One of the most popular rappers in America isn’t American. But this podcast isn’t really about him. Drake’s success is a culmination of many unheard moments, songs, and artists that made hip-hop and Black music the dominant cultural force it is today. This podcast digs into those stories.
Ep 1: Toronto was always a hip-hop city
Drake is the poster boy of Toronto, although the city's hip-hop scene was thriving long before it became known to his fans as 'The 6ix.' But the Canadian music industry’s history with its homegrown hip-hop talent is long and fraught—this is a look at that relationship.
Plus, the fight for the first Black-owned radio station in Canada, which turns 20 this year.
Artists mentioned in this episode: Kardinal Offishall, Michie Mee, Maestro Fresh Wes, k-Os, Dream Warriors, K-4ce (the man who coined the term “T-Dot”), Theo 3 (who coined the term ‘Screwface Capital’) Saukrates, Mindbender, Choclair, Rochester, Eternia, Point Blank.
Ep 2: How the mixtape went digital
Even as its popularity grew, hip-hop was ignored by most commercial radio. DJs and artists intervened and underground mixtapes became *the* medium for distributing new music and gaining clout — But then, a raid by the FBI in Atlanta changed hip-hop distribution forever.
Plus, how Drake’s So Far Gone mixtape fits into this digital evolution.
Some artists and DJs mentioned in this episode: DJ Drama, HustleGRL, J. Cole, Kid Capri, DJ Doo Wop, DJ Clue.
Ep 3: The rise of the Nice Guy rapper
This episode contains explicit lyrics.
Hip-hop feminists took the alpha male rapper and his critics to task in the 90s and 2000’s. Guest host Anupa Mistry finds out why. She goes on a journey with three Black women, to see how Drake's Nice Guy persona reveals the complexity of gender in hip-hop.
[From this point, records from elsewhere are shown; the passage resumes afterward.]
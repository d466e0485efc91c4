//! Test utilities for claude-transport integration tests.
//!
//! Tests run the real spawn → decode → terminate path against small shell
//! scripts that impersonate the CLI.

#![allow(dead_code)]

use std::fs;
use std::os::unix::fs::PermissionsExt;
use std::path::{Path, PathBuf};
use std::time::Duration;

use claude_transport::{LifecycleState, SubprocessTransport, TransportConfig, TransportConfigBuilder};
use serde_json::{json, Value};
use tempfile::TempDir;

/// Route crate logs to the test output. Filter with `RUST_LOG`.
pub fn init_tracing() {
    let _ = tracing_subscriber::fmt()
        .with_env_filter(tracing_subscriber::EnvFilter::from_default_env())
        .with_test_writer()
        .try_init();
}

/// An executable script standing in for the CLI.
///
/// Every invocation appends its arguments, one per line, followed by a `---`
/// separator to an args file.
pub struct FakeCli {
    dir: TempDir,
    path: PathBuf,
    args_file: PathBuf,
}

impl FakeCli {
    /// Create a fake CLI running `body` as a POSIX shell script.
    pub fn new(body: &str) -> Self {
        let dir = tempfile::tempdir().expect("create temp dir");
        let path = dir.path().join("claude");
        let args_file = dir.path().join("args.log");

        let script = format!(
            "#!/bin/sh\n\
             for arg in \"$@\"; do printf '%s\\n' \"$arg\" >> \"$FAKE_CLI_ARGS\"; done\n\
             printf -- '---\\n' >> \"$FAKE_CLI_ARGS\"\n\
             {body}\n"
        );
        fs::write(&path, script).expect("write fake cli");
        fs::set_permissions(&path, fs::Permissions::from_mode(0o755)).expect("chmod fake cli");

        Self {
            dir,
            path,
            args_file,
        }
    }

    /// A fake CLI that prints a fixed scenario, ignoring stdin.
    pub fn scripted(scenario: &ScenarioBuilder) -> Self {
        Self::new(&scenario.script())
    }

    /// A persistent-mode fake CLI.
    ///
    /// Announces session `sess-echo`, answers every control request with
    /// `{"ack": true}`, and answers every other line with an assistant
    /// message and a result. Exits when stdin closes.
    pub fn echo() -> Self {
        Self::new(ECHO_BODY)
    }

    pub fn path(&self) -> &Path {
        &self.path
    }

    pub fn dir(&self) -> &Path {
        self.dir.path()
    }

    /// Configuration builder pointing at this script.
    pub fn config(&self) -> TransportConfigBuilder {
        TransportConfig::builder()
            .cli_path(&self.path)
            .env("FAKE_CLI_ARGS", self.args_file.display().to_string())
    }

    /// Arguments of every invocation so far, in launch order.
    pub fn invocations(&self) -> Vec<Vec<String>> {
        let Ok(log) = fs::read_to_string(&self.args_file) else {
            return Vec::new();
        };
        let mut invocations = Vec::new();
        let mut current = Vec::new();
        for line in log.lines() {
            if line == "---" {
                invocations.push(std::mem::take(&mut current));
            } else {
                current.push(line.to_string());
            }
        }
        invocations
    }

    /// Wait until at least `count` invocations were logged.
    pub async fn wait_for_invocations(&self, count: usize) -> Vec<Vec<String>> {
        tokio::time::timeout(Duration::from_secs(10), async {
            loop {
                let invocations = self.invocations();
                if invocations.len() >= count {
                    return invocations;
                }
                tokio::time::sleep(Duration::from_millis(10)).await;
            }
        })
        .await
        .expect("fake cli should have been invoked")
    }
}

const ECHO_BODY: &str = r#"
printf '%s\n' '{"type":"system","subtype":"init","session_id":"sess-echo"}'
while IFS= read -r line; do
  case "$line" in
    *'"control_request"'*)
      id=$(printf '%s' "$line" | sed -n 's/.*"request_id":"\([^"]*\)".*/\1/p')
      printf '{"type":"control_response","response":{"request_id":"%s","subtype":"success","response":{"ack":true}}}\n' "$id"
      ;;
    *)
      printf '%s\n' '{"type":"assistant","message":{"content":[{"type":"text","text":"echo"}]},"session_id":"sess-echo"}'
      printf '%s\n' '{"type":"result","subtype":"success","is_error":false,"num_turns":1,"session_id":"sess-echo"}'
      ;;
  esac
done
"#;

/// Builder for realistic stdout sequences.
pub struct ScenarioBuilder {
    lines: Vec<String>,
    session_id: String,
    trailer: String,
}

impl ScenarioBuilder {
    pub fn new() -> Self {
        Self {
            lines: Vec::new(),
            session_id: "test-session-123".to_string(),
            trailer: String::new(),
        }
    }

    pub fn session_id(mut self, id: impl Into<String>) -> Self {
        self.session_id = id.into();
        self
    }

    fn push(mut self, value: Value) -> Self {
        self.lines.push(value.to_string());
        self
    }

    /// Add a system init message.
    pub fn system_init(self) -> Self {
        let session_id = self.session_id.clone();
        self.push(json!({
            "type": "system",
            "subtype": "init",
            "cwd": "/tmp",
            "session_id": session_id,
            "tools": ["Read", "Write", "Bash"],
            "model": "claude-sonnet-4-5",
            "permissionMode": "default"
        }))
    }

    /// Add an assistant message with a single text block.
    pub fn assistant_text(self, text: &str) -> Self {
        let session_id = self.session_id.clone();
        self.push(json!({
            "type": "assistant",
            "message": {
                "id": "msg_123",
                "model": "claude-sonnet-4-5",
                "content": [{"type": "text", "text": text}],
                "stop_reason": "end_turn"
            },
            "parent_tool_use_id": null,
            "session_id": session_id
        }))
    }

    /// Add a success result message.
    pub fn success_result(self, result_text: &str) -> Self {
        let session_id = self.session_id.clone();
        self.push(json!({
            "type": "result",
            "subtype": "success",
            "is_error": false,
            "duration_ms": 1000,
            "num_turns": 1,
            "result": result_text,
            "total_cost_usd": 0.001,
            "session_id": session_id
        }))
    }

    /// Add a raw stdout line, written verbatim.
    pub fn raw(mut self, line: &str) -> Self {
        self.lines.push(line.to_string());
        self
    }

    /// Shell commands to run after the scenario was printed.
    pub fn then(mut self, commands: &str) -> Self {
        self.trailer = commands.to_string();
        self
    }

    /// Shell script body: drain stdin, print the scenario, run the trailer.
    pub fn script(&self) -> String {
        format!(
            "cat > /dev/null\ncat <<'SCENARIO'\n{}\nSCENARIO\n{}",
            self.lines.join("\n"),
            self.trailer
        )
    }
}

impl Default for ScenarioBuilder {
    fn default() -> Self {
        Self::new()
    }
}

/// Wait until the transport's process has been torn down.
pub async fn wait_terminated(transport: &SubprocessTransport) {
    tokio::time::timeout(Duration::from_secs(10), async {
        while transport.state() != LifecycleState::Terminated {
            tokio::time::sleep(Duration::from_millis(10)).await;
        }
    })
    .await
    .expect("transport should terminate");
}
Some scholars and artists mentioned in this episode: Treva Lindsey, Jenessa Williams, Sydanie (Featuring her 2018 song "Flirt"), Joan Morgan, Rihanna, LL Cool J.
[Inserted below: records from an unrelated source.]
//! Configuration for CLI invocations.
//!
//! This module provides:
//!
//! - [`TransportConfig`] and [`TransportConfigBuilder`], the immutable
//!   snapshot every transport is constructed from
//! - Type-safe options like [`Model`], [`PermissionMode`], [`SessionId`] and
//!   [`McpServers`]
//!
//! There is no process-wide configuration. Each transport receives its own
//! snapshot, and changing a live setting means building a new snapshot and
//! reconnecting (see [`ConnectionManager`](crate::ConnectionManager)).
//!
//! # Example
//!
//! ```
//! use claude_transport::config::{McpServers, TransportConfig};
//!
//! let config = TransportConfig::builder()
//!     .system_prompt("You are terse.")
//!     .mcp_servers(McpServers::Path("/etc/claude/mcp.json".into()))
//!     .working_directory("/tmp")
//!     .build();
//! # let _ = config;
//! ```

pub mod builder;
pub mod options;

pub use builder::{
    TransportConfig, TransportConfigBuilder, DEFAULT_CONTROL_TIMEOUT, DEFAULT_MAX_BUFFER_SIZE,
};
pub use options::{McpServers, Model, PermissionMode, SessionId};

/// Environment variable telling the CLI which front-end launched it.
pub const ENV_ENTRYPOINT: &str = "CLAUDE_CODE_ENTRYPOINT";

/// Value of [`ENV_ENTRYPOINT`] for this crate.
pub const ENTRYPOINT: &str = "sdk-rust";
Ep 4: The rise of the singing rapper
It's pretty common to hear rap and R&B influences on the same track, but that wasn’t always the case. Hip-hop was not received with open arms by many in the R&B establishment. Still, rappers found creative ways of being heard on the radio, while others pushed beyond stereotypes of Black masculinity to find a new voice.
Some artists mentioned in this episode: Kwamé, DJ Frankie Crocker, Sugarhill Gang, Melle Mel, Teddy Riley, Bell Biv DeVoe, 50 cent, Kanye West.
Host Ty Harper examines how making this podcast during a pandemic and the Black Lives Matter protests has underlined the importance of telling the stories of hip hop, R&B and Black culture.